Venality also motivates the evil in You Can't Take it With You, but here it is more focused, spreading death and destruction as it accumulates power and money. Romantic love is again a victim of cynicism, mistrust and status, while the Vanderhoff's unpretentious virtue (the most precious commodity in Capra's world) just barely survives. This was 1938, after all. The Depression was interminable, war had begun in Asia and was imminent in Europe.
Still, the robber-baron villain comes around in the end when faced with the overwhelming argument presented by simple human goodness just being itself. Even Edward Arnold, combining the two most loathsome occupations of the Depression (banker/munitions mogul), has a conscience and can be cleansed of his sins and his social baggage and returned to an earlier innocence.

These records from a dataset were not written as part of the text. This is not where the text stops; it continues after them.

use chrono::{DateTime, Utc};
use indexmap::IndexMap;

use super::snapshot::DueDate;
use super::tag::{Mode, NodeKind, TagSpec};

/// Index of a node in a [`Hierarchy`] arena
#[derive(Debug, Clone, Copy, PartialEq, Eq, Hash, PartialOrd, Ord)]
pub struct NodeId(pub usize);

/// One project, section or task in the resolved tree
#[derive(Debug, Clone)]
pub struct HierarchyNode {
    /// Id in the task service. Empty for the implicit section that holds a
    /// project's sectionless tasks.
    pub source_id: String,
    pub kind: NodeKind,
    /// Name with tag characters stripped
    pub display_name: String,
    pub raw_name: String,
    pub tag: TagSpec,
    /// Raw name with consumed command markers removed, if it carried any
    pub consumed_name: Option<String>,
    /// Resolved mode governing this node's children
    pub effective_mode: Mode,
    pub due: Option<DueDate>,
    pub labels: Vec<String>,
    pub updated_at: Option<DateTime<Utc>>,
    pub checkable: bool,
    pub completed: bool,
    pub children: Vec<NodeId>,
    /// Non-owning back reference; used for inheritance lookups only
    pub parent: Option<NodeId>,
    /// True for the synthetic section grouping sectionless tasks
    pub implicit: bool,
}

impl HierarchyNode {
    pub fn has_label(&self, label: &str) -> bool {
        self.labels.iter().any(|l| l == label)
    }
}

/// Arena-backed Project → Section → Task → Subtask tree for one pass
#[derive(Debug, Clone, Default)]
pub struct Hierarchy {
    pub nodes: Vec<HierarchyNode>,
    /// Project nodes in snapshot order
    pub roots: Vec<NodeId>,
    /// Task and subtask nodes by source id
    pub tasks: IndexMap<String, NodeId>,
}

impl Hierarchy {
    pub fn node(&self, id: NodeId) -> &HierarchyNode {
        &self.nodes[id.0]
    }

    pub fn task(&self, source_id: &str) -> Option<&HierarchyNode> {
        self.tasks.get(source_id).map(|&id| self.node(id))
    }

    /// Strict ancestors, nearest first
    pub fn ancestors(&self, id: NodeId) -> Ancestors<'_> {
        Ancestors {
            tree: self,
            next: self.node(id).parent,
        }
    }

    /// All nodes in pre-order, projects in snapshot order
    pub fn preorder(&self) -> Vec<NodeId> {
        let mut out = Vec::with_capacity(self.nodes.len());
        let mut stack: Vec<NodeId> = self.roots.iter().rev().copied().collect();
        while let Some(id) = stack.pop() {
            out.push(id);
            stack.extend(self.node(id).children.iter().rev().copied());
        }
        out
    }

    /// The node and its whole subtree in pre-order
    pub fn subtree(&self, root: NodeId) -> Vec<NodeId> {
        let mut out = Vec::new();
        let mut stack = vec![root];
        while let Some(id) = stack.pop() {
            out.push(id);
            stack.extend(self.node(id).children.iter().rev().copied());
        }
        out
    }

    pub fn len(&self) -> usize {
        self.nodes.len()
    }

    pub fn is_empty(&self) -> bool {
        self.nodes.is_empty()
    }
}

pub struct Ancestors<'a> {
    tree: &'a Hierarchy,
    next: Option<NodeId>,
}

impl Iterator for Ancestors<'_> {
    type Item = NodeId;

    fn next(&mut self) -> Option<NodeId> {
        let id = self.next?;
        self.next = self.tree.node(id).parent;
        Some(id)
    }
}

Arnold's evil expands in Mr. Smith Goes to Washington, where he is defeated in the end but, unlike in You Can't Take it With You, is left unredeemed. The hero goes up against classic political bossism, but here the evil has become well-organized and wields the extra oomph of modern communications. Despair at first outruns victory, as in most Capra films. (The Vanderhoffs prepare to move out, even if it means betraying the neighborhood. Deeds stands silent in court. Smith collapses in the Senate.) It takes the people, usually assisted by a guilt-ridden retainer of the villain, to clear the way for good to prevail, or at least survive.
In 1941's Meet John Doe, even the people turn on the hero, who again surrenders to despair. Only at the very end do the fundamentally good-hearted citizens admit their wrongheadedness and proclaim their fealty to the virtues Doe represents (ignoring the fact that he himself is compromised by participation in a massive deception). It's a good thing, because the stakes have become higher. The traditional evils of Wall Street manipulators and political bosses have given way to totalitarianism, with Edward Arnold now the leader of a fascist movement.
  Edward Arnold, Barbara Stanwyck,To be Old Man Potter in It's a Wonderful Life, Lionel Barrymore inverted his own Vanderhoff character in You Can't Take it With You. Where old Mr. Vanderhoff is good and gracious for the joy of it, Old-Man Potter is nasty for its own sake. Prior Capra villains had purpose, whether money, power or a new order. Potter is evil with no goal or reason for being that way. Political and financial empire-building are subsumed into greed, ill will and blind destructiveness.
This evil is so complete that the villain's conversion isn't contemplated. (Significantly, the only conceivable response to Pottersville which is in fact the real world is to escape it.) Even the intervention of the people is insufficient to save the hero, whose despair puts him beyond help from human agency. It's true that George's friends and beneficiaries come together to make good the building and loan's shortfall, but that only addresses his superficial and immediate problem. We know what really saves him, what keeps him alive so the community can band together to help: divine intervention.
Capra's group of socially conscious films of the '30s reflected a reasonably coherent fear of the intensifying class conflict, fascism and militarism that seemed then to be overtaking the world. It's a Wonderful Life reveals near panic over the catastrophes and depersonalization that actually did.
Things had become so bad that only God could save the day. Life may be wonderful, but to be able to live it wonderfully is another issue entirely.